(Stored items)
===============

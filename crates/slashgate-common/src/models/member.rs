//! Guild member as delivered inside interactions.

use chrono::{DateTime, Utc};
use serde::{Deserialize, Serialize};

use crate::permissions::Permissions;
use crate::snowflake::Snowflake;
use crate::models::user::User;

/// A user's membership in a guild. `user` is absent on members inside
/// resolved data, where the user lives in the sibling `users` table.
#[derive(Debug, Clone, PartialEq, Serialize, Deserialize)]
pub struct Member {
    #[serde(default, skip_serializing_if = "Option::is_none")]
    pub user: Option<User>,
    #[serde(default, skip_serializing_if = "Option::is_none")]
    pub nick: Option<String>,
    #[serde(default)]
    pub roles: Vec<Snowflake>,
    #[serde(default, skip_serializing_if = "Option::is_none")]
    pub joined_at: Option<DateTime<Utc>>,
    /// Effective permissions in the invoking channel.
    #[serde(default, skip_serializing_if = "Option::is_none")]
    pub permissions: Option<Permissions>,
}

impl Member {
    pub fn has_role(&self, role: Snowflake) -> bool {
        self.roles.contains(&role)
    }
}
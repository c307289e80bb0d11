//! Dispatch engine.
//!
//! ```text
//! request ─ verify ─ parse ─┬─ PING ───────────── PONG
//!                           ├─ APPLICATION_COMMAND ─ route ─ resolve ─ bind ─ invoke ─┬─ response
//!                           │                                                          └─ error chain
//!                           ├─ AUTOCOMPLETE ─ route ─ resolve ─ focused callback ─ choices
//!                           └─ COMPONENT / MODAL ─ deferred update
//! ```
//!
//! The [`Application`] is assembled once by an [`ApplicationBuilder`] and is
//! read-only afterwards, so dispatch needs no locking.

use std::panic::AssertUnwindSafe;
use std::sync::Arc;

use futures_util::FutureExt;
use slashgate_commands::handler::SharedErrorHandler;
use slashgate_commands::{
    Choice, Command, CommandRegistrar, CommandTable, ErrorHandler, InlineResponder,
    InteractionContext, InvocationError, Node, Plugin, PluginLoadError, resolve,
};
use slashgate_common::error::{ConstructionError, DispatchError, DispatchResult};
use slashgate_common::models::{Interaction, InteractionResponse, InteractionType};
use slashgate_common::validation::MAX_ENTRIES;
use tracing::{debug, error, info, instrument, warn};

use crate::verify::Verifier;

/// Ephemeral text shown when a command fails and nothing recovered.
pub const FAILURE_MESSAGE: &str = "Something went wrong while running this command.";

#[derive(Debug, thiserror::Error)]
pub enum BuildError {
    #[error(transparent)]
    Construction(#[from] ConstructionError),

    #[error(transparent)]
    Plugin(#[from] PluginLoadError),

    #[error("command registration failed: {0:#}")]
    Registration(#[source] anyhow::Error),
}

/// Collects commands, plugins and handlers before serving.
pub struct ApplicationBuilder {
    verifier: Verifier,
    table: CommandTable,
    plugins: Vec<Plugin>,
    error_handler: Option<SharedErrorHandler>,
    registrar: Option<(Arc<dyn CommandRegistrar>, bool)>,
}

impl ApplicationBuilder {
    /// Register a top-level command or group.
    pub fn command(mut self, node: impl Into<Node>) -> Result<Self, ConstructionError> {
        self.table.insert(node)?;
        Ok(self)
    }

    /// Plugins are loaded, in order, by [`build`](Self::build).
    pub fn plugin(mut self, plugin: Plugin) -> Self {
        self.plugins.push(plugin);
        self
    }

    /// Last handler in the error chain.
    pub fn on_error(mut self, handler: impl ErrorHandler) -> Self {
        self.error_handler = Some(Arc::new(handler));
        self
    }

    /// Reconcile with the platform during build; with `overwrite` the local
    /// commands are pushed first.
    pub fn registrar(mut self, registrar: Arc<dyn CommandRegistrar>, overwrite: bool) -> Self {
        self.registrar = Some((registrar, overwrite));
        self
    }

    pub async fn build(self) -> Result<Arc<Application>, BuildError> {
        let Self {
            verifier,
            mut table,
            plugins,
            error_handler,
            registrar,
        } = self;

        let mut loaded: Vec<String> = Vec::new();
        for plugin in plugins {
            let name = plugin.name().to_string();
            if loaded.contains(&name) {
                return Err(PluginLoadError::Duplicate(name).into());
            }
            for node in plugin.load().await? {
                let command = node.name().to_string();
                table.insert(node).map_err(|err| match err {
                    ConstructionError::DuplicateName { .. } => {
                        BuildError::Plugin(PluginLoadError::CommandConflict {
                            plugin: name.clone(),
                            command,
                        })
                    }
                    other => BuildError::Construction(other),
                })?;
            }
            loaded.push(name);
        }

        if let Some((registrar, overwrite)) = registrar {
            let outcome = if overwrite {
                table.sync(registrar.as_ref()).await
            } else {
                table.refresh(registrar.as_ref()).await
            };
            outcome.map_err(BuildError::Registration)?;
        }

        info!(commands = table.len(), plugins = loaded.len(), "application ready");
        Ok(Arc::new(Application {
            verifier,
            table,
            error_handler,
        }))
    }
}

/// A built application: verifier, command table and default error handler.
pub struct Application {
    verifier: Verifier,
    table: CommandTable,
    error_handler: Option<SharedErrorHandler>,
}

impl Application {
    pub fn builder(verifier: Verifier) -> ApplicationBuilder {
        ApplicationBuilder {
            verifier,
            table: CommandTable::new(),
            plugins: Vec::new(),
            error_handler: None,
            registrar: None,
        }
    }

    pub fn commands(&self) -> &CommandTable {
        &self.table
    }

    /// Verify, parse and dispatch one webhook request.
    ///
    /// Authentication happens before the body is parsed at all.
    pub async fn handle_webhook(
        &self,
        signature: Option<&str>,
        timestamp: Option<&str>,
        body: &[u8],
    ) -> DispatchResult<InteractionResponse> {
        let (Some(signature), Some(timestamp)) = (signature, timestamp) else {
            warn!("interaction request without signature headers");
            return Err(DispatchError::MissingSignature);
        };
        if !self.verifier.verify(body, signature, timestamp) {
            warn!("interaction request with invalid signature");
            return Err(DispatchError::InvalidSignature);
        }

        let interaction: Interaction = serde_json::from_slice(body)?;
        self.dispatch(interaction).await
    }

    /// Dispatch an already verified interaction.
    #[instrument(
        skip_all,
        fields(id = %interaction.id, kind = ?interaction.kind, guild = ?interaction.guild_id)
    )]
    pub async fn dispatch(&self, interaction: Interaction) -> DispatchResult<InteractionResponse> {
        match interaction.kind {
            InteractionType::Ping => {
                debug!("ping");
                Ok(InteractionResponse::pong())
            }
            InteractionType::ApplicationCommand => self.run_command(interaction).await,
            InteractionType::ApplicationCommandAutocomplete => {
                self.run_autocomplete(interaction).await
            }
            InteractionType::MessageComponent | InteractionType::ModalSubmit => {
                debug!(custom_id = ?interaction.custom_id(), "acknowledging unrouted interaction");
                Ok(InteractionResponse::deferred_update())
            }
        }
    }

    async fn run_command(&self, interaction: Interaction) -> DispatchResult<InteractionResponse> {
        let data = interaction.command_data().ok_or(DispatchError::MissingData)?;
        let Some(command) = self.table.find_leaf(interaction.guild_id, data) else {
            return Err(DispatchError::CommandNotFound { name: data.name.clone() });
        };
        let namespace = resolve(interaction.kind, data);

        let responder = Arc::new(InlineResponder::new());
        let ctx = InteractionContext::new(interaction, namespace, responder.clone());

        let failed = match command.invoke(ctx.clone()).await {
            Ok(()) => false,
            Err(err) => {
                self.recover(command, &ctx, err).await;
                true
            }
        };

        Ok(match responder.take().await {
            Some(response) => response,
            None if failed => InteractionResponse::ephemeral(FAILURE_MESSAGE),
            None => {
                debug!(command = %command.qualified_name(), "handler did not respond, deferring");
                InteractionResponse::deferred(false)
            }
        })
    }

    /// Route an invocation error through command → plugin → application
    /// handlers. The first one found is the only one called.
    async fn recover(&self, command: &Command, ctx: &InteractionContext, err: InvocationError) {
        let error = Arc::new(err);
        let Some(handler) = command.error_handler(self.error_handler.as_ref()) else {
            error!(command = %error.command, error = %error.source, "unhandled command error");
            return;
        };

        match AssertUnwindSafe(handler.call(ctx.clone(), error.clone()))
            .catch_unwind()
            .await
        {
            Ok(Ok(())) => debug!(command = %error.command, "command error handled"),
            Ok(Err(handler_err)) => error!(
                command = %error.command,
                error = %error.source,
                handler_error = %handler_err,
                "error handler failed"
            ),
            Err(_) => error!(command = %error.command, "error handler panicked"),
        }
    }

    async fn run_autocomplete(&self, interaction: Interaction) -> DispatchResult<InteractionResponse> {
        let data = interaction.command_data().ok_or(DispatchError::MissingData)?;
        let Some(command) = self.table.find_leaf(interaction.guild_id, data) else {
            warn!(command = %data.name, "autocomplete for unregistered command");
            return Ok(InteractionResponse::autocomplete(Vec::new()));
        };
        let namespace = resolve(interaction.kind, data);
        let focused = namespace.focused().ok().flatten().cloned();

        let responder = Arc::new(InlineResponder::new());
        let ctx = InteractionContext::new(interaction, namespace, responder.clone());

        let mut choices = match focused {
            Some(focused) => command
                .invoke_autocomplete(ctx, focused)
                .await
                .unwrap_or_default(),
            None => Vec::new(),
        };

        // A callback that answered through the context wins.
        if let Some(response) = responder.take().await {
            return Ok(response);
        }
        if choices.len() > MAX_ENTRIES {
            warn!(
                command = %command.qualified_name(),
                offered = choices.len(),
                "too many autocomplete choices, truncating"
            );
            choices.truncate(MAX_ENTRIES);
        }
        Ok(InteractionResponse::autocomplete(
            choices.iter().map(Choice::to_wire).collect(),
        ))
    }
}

===============

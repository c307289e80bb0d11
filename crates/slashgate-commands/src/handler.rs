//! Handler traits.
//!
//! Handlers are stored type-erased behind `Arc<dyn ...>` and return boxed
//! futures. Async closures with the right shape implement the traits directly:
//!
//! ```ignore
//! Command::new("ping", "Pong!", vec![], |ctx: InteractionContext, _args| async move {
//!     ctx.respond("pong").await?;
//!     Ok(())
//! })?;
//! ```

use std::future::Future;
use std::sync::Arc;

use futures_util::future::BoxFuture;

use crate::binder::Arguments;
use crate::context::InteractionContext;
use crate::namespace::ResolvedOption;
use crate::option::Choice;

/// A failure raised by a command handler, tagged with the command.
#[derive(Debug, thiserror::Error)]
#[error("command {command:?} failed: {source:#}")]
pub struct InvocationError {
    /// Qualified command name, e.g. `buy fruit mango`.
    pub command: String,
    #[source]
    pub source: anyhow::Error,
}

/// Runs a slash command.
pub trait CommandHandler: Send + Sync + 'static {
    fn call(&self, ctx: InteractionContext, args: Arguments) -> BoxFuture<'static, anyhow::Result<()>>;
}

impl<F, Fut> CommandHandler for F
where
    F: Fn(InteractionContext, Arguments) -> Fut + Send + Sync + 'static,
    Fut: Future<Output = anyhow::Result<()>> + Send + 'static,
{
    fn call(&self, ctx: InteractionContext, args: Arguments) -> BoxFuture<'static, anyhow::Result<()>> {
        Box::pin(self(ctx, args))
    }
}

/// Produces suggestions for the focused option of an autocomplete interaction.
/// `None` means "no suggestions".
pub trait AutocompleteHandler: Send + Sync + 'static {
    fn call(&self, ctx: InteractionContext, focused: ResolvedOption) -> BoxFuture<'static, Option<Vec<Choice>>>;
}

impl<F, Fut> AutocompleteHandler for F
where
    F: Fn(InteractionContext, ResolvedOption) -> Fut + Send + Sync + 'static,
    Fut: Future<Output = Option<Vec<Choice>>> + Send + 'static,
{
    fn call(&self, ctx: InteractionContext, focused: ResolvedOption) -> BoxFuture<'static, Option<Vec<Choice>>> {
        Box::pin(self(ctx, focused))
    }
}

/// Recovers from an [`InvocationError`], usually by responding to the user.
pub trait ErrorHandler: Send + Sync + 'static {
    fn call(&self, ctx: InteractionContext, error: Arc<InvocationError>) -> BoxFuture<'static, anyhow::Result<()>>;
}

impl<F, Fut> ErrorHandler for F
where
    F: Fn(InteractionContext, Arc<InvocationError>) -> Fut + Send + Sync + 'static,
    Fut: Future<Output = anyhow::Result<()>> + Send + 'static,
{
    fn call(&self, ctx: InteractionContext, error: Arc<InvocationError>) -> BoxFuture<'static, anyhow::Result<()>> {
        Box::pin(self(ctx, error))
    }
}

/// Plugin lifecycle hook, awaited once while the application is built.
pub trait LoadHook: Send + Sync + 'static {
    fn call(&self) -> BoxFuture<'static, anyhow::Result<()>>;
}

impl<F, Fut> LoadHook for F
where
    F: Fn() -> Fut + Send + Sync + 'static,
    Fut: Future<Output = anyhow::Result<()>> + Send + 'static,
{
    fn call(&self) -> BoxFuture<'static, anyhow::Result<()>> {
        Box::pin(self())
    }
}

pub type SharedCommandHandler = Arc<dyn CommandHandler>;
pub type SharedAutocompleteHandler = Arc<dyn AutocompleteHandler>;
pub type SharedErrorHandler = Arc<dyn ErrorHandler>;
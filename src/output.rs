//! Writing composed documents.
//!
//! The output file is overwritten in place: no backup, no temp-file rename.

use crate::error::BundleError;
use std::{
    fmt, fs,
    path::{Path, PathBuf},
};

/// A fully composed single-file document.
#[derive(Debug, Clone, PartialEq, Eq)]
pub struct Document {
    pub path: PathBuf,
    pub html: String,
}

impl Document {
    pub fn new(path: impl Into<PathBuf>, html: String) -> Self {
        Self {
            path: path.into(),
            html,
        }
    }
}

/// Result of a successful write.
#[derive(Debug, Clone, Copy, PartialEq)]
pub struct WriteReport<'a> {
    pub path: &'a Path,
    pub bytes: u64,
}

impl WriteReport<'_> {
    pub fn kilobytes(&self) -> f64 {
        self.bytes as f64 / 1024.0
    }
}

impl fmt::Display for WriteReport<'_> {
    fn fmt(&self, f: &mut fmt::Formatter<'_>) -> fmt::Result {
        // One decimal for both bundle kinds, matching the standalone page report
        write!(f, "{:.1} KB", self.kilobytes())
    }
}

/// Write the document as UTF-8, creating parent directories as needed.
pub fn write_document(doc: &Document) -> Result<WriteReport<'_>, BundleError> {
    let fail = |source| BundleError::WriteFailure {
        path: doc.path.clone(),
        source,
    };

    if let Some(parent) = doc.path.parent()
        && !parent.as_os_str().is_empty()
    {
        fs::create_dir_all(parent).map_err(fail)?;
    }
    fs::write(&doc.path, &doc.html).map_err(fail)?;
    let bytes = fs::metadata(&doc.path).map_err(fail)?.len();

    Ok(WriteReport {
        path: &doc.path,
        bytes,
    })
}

===============

To do ▸ Your task is to retype the entries verbatim, starting with the line that holds "Fut: Future<Output = Option<Vec<Choice>>>" and stopping after the line that holds "pub type SharedAutocompleteHandler".

Answer area ▸
    Fut: Future<Output = Option<Vec<Choice>>> + Send + 'static,
{
    fn call(&self, ctx: InteractionContext, focused: ResolvedOption) -> BoxFuture<'static, Option<Vec<Choice>>> {
        Box::pin(self(ctx, focused))
    }
}

/// Recovers from an [`InvocationError`], usually by responding to the user.
pub trait ErrorHandler: Send + Sync + 'static {
    fn call(&self, ctx: InteractionContext, error: Arc<InvocationError>) -> BoxFuture<'static, anyhow::Result<()>>;
}

impl<F, Fut> ErrorHandler for F
where
    F: Fn(InteractionContext, Arc<InvocationError>) -> Fut + Send + Sync + 'static,
    Fut: Future<Output = anyhow::Result<()>> + Send + 'static,
{
    fn call(&self, ctx: InteractionContext, error: Arc<InvocationError>) -> BoxFuture<'static, anyhow::Result<()>> {
        Box::pin(self(ctx, error))
    }
}

/// Plugin lifecycle hook, awaited once while the application is built.
pub trait LoadHook: Send + Sync + 'static {
    fn call(&self) -> BoxFuture<'static, anyhow::Result<()>>;
}

impl<F, Fut> LoadHook for F
where
    F: Fn() -> Fut + Send + Sync + 'static,
    Fut: Future<Output = anyhow::Result<()>> + Send + 'static,
{
    fn call(&self) -> BoxFuture<'static, anyhow::Result<()>> {
        Box::pin(self())
    }
}

pub type SharedCommandHandler = Arc<dyn CommandHandler>;
pub type SharedAutocompleteHandler = Arc<dyn AutocompleteHandler>;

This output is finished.